* **Exercise objective**: Could you copy out all the lines in the material below where the word "typed" occurs?

* **Records shown**:
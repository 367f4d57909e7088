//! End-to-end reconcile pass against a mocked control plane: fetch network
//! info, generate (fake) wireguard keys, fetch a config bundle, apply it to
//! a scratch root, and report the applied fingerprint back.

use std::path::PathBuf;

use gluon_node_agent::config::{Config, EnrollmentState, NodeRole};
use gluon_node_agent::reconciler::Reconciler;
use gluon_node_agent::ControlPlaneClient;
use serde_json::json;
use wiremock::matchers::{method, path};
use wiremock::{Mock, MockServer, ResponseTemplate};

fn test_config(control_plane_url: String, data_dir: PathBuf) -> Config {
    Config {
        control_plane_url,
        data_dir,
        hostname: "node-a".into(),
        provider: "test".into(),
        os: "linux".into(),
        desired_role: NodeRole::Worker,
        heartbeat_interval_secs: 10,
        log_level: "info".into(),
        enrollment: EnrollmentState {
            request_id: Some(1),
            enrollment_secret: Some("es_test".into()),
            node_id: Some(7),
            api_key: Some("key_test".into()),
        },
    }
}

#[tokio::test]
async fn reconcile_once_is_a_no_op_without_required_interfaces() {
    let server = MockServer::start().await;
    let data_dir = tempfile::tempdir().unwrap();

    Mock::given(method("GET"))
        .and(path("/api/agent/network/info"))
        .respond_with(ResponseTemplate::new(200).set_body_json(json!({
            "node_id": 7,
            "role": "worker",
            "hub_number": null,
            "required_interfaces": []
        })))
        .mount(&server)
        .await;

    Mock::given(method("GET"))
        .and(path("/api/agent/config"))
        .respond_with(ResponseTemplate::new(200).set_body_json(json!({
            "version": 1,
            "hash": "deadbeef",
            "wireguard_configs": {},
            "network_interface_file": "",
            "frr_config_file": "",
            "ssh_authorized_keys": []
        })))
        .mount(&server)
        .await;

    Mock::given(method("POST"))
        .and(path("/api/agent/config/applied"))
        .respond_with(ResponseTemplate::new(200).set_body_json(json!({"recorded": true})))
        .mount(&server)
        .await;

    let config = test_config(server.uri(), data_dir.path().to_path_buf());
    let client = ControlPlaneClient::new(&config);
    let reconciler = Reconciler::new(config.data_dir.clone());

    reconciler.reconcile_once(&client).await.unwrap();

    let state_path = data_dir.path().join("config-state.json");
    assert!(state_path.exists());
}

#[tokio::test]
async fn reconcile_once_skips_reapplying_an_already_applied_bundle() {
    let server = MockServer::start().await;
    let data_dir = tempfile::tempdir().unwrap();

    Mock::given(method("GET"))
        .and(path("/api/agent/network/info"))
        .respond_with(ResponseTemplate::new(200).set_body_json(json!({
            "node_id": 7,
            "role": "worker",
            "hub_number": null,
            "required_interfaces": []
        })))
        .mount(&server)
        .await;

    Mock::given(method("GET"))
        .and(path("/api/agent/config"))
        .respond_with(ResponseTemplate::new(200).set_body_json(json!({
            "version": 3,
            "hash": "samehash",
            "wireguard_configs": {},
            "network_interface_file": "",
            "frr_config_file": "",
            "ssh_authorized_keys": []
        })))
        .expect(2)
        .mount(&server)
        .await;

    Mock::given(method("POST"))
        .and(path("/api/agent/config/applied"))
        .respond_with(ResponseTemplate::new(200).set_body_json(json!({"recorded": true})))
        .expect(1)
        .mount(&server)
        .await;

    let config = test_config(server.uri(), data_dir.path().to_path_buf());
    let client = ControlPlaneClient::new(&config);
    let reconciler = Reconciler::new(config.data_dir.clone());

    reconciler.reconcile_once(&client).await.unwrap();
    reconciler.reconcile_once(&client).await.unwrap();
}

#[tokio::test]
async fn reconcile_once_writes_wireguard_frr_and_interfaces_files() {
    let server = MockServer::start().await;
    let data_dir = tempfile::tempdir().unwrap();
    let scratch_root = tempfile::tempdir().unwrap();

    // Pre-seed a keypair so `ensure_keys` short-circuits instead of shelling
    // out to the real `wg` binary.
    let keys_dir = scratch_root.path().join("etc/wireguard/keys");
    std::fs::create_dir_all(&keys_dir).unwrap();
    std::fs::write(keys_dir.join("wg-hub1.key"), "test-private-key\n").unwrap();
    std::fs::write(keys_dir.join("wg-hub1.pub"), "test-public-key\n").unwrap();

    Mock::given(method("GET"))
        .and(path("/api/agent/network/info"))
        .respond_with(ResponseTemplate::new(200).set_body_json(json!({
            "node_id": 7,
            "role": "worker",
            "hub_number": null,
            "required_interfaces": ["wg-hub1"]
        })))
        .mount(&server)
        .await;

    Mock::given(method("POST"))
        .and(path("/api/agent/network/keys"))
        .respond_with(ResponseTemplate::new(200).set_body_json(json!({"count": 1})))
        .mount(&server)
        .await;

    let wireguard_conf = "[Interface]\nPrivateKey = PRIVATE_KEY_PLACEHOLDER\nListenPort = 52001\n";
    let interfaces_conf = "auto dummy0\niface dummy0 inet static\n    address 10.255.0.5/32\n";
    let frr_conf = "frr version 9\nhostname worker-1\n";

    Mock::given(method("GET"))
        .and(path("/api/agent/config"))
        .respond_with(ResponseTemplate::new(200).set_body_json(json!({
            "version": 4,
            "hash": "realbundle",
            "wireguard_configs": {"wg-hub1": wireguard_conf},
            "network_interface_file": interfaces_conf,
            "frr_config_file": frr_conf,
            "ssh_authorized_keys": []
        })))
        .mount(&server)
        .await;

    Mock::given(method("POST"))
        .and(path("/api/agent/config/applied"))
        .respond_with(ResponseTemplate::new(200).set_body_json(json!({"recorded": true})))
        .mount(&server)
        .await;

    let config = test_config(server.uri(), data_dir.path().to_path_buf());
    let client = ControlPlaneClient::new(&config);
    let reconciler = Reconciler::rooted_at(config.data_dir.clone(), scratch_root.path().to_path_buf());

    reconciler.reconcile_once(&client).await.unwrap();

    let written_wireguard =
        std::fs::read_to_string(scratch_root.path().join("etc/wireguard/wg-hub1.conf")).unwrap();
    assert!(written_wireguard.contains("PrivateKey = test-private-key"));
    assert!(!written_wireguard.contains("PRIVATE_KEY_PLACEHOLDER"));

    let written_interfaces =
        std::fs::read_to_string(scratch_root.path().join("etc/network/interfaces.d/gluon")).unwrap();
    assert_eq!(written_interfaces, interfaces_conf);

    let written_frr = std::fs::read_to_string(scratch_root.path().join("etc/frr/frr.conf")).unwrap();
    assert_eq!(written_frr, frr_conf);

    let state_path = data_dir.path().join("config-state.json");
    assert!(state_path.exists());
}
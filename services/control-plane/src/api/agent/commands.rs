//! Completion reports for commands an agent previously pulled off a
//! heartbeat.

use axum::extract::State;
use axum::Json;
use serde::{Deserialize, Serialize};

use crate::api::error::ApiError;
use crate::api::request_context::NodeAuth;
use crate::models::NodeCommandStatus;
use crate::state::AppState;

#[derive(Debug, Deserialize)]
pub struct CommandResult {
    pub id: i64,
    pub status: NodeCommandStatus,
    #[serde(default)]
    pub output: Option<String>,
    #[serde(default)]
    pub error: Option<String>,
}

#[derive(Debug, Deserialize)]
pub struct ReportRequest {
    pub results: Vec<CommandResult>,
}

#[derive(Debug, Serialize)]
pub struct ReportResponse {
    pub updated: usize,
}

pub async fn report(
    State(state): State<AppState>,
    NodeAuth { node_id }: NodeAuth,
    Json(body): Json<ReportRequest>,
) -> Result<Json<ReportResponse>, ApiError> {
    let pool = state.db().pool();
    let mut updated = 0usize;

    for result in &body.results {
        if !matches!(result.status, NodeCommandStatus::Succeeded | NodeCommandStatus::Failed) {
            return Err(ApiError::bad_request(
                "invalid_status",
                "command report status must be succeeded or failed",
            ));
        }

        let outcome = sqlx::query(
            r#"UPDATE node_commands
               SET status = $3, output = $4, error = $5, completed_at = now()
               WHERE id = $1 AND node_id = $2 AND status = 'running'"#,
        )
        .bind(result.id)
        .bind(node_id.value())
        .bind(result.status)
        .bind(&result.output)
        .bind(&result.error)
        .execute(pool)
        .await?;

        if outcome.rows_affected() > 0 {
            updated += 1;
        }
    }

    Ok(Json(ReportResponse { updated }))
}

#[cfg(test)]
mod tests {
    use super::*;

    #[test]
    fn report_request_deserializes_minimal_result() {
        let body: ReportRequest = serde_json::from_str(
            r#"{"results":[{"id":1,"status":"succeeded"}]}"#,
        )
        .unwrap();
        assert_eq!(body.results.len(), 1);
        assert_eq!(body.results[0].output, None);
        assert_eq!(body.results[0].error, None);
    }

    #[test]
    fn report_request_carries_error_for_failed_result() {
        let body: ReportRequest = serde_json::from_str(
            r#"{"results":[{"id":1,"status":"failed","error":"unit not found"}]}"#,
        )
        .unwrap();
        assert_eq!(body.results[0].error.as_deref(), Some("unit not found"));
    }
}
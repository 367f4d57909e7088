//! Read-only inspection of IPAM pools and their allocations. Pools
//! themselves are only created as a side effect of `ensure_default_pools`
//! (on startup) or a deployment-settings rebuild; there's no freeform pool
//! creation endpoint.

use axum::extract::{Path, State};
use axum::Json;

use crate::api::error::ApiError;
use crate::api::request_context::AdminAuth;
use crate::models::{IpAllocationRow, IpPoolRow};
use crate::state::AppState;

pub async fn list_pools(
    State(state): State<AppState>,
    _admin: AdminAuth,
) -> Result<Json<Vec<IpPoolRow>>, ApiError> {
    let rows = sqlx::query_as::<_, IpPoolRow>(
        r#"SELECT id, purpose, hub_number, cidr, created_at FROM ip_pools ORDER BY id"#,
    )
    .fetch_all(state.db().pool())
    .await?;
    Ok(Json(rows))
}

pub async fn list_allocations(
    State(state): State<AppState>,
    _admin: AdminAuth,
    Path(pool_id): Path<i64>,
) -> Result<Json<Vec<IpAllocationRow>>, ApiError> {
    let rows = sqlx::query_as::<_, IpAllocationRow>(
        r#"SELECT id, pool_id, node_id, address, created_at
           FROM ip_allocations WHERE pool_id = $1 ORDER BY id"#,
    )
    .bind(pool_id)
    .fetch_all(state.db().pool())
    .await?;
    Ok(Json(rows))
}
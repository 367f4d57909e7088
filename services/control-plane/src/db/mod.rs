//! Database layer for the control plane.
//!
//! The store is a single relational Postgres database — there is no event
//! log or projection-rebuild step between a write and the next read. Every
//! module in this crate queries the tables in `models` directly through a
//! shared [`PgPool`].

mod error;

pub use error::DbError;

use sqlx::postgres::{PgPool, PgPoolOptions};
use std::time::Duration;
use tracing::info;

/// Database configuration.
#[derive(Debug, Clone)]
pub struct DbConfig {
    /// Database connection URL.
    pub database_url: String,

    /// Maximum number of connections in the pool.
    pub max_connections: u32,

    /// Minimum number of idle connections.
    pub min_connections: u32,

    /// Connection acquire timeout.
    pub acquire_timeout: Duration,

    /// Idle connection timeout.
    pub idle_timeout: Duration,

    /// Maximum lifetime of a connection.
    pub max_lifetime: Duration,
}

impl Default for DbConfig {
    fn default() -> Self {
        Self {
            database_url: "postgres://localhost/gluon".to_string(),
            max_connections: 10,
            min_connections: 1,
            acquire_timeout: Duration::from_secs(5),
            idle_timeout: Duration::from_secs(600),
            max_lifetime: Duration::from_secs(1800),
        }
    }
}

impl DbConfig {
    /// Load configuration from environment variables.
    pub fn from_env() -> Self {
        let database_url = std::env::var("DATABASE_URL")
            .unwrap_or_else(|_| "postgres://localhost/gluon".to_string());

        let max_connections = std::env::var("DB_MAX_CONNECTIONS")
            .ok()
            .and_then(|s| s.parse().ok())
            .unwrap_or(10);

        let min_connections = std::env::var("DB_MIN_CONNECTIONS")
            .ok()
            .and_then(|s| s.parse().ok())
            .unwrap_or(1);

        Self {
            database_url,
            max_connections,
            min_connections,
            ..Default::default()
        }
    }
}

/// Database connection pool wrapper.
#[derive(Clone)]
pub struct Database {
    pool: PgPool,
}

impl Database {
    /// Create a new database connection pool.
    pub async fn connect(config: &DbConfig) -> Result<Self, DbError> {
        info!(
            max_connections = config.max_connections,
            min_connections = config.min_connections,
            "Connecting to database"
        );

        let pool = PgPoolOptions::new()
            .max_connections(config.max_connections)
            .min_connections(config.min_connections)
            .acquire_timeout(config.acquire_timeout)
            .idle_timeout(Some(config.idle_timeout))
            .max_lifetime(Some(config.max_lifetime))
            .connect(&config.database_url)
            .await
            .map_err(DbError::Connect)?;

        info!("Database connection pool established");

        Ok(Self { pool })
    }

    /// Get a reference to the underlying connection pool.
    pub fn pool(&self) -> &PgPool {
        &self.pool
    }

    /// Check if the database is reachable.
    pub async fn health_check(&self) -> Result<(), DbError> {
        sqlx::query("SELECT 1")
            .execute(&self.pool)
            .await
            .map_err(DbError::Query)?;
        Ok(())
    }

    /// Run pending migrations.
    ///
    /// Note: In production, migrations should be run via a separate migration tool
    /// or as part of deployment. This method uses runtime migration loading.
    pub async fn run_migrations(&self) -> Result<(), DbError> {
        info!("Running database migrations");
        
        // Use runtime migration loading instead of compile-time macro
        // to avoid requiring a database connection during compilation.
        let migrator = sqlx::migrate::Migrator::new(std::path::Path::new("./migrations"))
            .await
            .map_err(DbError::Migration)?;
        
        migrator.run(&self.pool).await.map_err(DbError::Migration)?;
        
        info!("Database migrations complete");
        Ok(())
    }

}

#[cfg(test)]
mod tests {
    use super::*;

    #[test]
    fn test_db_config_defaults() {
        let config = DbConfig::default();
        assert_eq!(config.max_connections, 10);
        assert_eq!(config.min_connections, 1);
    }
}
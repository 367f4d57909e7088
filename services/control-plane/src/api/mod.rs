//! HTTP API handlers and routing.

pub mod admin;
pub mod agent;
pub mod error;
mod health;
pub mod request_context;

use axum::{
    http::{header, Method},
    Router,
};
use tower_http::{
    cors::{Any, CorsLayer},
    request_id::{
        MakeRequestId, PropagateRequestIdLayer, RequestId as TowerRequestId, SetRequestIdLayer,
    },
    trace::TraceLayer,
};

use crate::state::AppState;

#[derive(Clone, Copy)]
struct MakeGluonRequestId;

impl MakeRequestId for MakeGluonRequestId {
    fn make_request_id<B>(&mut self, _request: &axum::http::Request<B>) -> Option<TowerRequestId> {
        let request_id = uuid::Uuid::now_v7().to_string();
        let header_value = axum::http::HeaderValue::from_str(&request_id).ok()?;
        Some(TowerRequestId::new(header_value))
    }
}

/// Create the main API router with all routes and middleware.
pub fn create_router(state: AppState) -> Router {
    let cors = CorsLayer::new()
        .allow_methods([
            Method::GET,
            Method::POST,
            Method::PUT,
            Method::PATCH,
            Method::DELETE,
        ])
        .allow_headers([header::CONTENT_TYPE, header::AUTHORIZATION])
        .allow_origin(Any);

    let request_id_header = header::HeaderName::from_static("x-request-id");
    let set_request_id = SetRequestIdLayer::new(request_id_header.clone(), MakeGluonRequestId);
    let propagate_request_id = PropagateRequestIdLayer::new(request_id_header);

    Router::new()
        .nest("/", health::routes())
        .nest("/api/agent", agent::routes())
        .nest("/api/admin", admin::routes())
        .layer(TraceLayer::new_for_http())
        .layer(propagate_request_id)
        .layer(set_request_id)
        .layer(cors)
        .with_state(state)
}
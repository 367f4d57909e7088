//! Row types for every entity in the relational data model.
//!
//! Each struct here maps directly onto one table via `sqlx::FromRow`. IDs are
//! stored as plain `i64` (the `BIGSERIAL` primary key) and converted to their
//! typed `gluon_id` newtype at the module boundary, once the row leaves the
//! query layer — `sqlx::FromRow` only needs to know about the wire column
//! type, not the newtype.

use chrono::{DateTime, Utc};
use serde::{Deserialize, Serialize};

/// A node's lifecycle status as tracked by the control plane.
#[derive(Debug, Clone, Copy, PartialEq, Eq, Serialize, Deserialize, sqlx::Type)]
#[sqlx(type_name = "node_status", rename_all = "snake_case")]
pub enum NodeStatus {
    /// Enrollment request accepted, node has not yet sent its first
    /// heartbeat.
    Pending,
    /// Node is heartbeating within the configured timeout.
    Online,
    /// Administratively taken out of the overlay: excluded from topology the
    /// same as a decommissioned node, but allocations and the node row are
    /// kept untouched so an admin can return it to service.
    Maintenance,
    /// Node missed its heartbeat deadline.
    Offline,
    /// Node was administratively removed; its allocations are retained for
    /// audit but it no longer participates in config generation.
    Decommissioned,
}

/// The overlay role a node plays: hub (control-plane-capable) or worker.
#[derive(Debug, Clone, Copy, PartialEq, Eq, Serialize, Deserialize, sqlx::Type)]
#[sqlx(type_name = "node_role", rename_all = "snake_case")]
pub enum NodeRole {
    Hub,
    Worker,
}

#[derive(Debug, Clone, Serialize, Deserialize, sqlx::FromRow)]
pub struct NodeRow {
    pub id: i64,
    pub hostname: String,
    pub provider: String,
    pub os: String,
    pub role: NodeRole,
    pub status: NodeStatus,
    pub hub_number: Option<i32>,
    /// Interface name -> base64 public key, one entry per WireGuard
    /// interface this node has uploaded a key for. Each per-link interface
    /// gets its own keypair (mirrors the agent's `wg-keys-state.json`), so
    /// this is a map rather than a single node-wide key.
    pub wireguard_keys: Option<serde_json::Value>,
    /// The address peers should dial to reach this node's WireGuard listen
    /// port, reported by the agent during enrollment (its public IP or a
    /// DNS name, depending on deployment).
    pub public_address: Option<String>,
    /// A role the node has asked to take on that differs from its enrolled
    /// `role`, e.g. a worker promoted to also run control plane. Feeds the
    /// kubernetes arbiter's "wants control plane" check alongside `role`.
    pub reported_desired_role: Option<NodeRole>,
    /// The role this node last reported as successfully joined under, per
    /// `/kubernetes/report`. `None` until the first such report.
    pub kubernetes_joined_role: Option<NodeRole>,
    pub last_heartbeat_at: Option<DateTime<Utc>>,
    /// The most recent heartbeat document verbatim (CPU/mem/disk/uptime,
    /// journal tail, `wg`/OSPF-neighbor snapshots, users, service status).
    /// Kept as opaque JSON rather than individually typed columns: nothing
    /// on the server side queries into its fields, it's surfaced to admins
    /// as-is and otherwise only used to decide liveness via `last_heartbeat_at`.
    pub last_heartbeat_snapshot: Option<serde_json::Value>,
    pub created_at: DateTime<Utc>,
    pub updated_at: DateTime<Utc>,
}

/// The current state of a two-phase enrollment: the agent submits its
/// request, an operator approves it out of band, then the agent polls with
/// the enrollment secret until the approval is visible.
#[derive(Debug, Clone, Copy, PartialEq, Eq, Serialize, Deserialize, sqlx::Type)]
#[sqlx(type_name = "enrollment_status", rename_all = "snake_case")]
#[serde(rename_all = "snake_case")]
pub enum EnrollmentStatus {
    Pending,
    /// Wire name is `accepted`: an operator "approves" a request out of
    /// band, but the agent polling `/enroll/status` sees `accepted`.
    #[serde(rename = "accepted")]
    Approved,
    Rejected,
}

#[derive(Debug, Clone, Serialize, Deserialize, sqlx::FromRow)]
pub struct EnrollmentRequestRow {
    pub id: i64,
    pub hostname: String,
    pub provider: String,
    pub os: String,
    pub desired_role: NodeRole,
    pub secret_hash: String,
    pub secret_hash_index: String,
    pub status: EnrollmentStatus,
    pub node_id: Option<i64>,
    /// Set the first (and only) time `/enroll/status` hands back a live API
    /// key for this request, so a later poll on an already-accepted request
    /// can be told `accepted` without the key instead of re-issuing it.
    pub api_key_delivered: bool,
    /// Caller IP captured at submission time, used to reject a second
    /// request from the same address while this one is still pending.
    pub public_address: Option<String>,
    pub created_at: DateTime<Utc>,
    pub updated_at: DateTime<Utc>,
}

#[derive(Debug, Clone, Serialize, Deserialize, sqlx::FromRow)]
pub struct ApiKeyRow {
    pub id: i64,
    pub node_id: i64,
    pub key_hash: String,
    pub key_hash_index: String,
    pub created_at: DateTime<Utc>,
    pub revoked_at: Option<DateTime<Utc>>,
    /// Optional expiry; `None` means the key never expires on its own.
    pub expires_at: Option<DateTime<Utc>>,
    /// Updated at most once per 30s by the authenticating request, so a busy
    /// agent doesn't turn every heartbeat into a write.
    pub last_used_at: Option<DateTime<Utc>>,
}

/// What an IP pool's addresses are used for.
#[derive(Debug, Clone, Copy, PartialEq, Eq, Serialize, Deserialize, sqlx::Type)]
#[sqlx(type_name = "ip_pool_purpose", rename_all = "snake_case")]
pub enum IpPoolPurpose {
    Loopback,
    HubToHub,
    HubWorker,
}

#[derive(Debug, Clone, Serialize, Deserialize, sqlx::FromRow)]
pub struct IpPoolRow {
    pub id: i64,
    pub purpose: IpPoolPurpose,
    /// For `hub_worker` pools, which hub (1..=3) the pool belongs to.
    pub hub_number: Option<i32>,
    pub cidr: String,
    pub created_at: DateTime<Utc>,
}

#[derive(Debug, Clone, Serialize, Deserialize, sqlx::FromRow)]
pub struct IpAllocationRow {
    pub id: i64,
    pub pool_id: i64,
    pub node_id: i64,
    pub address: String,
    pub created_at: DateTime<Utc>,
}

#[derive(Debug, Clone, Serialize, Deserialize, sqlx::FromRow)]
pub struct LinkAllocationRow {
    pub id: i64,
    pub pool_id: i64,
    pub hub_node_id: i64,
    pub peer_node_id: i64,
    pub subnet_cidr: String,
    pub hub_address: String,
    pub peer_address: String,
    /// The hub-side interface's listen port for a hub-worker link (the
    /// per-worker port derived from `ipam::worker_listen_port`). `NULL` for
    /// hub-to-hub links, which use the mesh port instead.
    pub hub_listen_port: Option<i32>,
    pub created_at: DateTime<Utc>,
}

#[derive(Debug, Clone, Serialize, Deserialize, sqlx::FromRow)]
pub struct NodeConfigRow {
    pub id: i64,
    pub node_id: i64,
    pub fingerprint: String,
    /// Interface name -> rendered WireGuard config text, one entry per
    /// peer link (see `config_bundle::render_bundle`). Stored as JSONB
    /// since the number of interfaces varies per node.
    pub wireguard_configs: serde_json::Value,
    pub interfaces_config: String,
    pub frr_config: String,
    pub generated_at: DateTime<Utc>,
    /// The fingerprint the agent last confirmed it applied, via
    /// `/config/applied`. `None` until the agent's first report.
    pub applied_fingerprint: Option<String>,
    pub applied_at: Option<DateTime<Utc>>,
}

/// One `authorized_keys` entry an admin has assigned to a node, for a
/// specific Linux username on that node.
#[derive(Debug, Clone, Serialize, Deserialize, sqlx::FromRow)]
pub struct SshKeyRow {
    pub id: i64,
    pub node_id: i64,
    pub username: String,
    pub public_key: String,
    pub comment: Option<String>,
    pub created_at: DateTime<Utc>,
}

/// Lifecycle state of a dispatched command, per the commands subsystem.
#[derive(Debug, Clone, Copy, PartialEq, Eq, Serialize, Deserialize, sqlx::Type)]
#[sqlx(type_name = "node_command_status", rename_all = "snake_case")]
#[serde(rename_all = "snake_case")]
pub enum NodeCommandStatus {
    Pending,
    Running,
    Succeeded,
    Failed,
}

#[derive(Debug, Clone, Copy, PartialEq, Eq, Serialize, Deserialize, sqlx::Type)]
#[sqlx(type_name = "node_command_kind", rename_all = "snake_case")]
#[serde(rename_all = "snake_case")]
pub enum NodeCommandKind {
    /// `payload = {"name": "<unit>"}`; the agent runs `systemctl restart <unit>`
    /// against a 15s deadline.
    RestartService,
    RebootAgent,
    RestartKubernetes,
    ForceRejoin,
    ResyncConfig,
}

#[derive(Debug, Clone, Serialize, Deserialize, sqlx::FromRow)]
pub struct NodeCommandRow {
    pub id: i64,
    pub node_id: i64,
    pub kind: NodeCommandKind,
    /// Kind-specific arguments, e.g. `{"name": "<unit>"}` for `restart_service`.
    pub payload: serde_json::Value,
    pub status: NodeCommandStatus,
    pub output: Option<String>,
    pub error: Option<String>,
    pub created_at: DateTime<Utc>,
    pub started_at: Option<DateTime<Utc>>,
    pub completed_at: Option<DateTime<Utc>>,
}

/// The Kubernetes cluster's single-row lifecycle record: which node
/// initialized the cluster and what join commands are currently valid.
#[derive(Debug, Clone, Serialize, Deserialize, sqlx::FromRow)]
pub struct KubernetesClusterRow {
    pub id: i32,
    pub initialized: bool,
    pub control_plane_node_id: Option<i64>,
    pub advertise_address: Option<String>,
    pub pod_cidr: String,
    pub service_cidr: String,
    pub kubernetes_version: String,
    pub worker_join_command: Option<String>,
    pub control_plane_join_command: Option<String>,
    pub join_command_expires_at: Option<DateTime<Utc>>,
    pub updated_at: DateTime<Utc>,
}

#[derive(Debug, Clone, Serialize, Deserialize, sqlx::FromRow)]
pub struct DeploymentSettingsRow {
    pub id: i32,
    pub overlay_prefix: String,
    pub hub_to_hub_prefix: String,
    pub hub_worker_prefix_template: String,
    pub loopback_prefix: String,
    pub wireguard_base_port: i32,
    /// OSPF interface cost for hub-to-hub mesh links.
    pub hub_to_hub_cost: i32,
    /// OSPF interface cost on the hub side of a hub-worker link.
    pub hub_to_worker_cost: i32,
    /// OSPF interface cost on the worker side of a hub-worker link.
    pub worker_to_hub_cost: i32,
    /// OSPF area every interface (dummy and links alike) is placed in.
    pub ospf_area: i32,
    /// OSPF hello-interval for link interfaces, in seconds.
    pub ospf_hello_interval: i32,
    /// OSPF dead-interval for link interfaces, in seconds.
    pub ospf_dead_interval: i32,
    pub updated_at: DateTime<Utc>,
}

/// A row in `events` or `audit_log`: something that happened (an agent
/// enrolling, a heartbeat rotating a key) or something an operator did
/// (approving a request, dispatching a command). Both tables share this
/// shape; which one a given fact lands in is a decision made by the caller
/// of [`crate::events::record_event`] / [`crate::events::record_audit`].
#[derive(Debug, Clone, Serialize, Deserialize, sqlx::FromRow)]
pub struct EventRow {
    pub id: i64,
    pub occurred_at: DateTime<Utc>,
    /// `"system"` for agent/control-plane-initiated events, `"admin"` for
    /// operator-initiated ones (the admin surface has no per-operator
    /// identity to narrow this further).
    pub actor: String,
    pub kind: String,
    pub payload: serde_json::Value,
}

* **Answer section**:
//! typed `gluon_id` newtype at the module boundary, once the row leaves the
    /// Kept as opaque JSON rather than individually typed columns: nothing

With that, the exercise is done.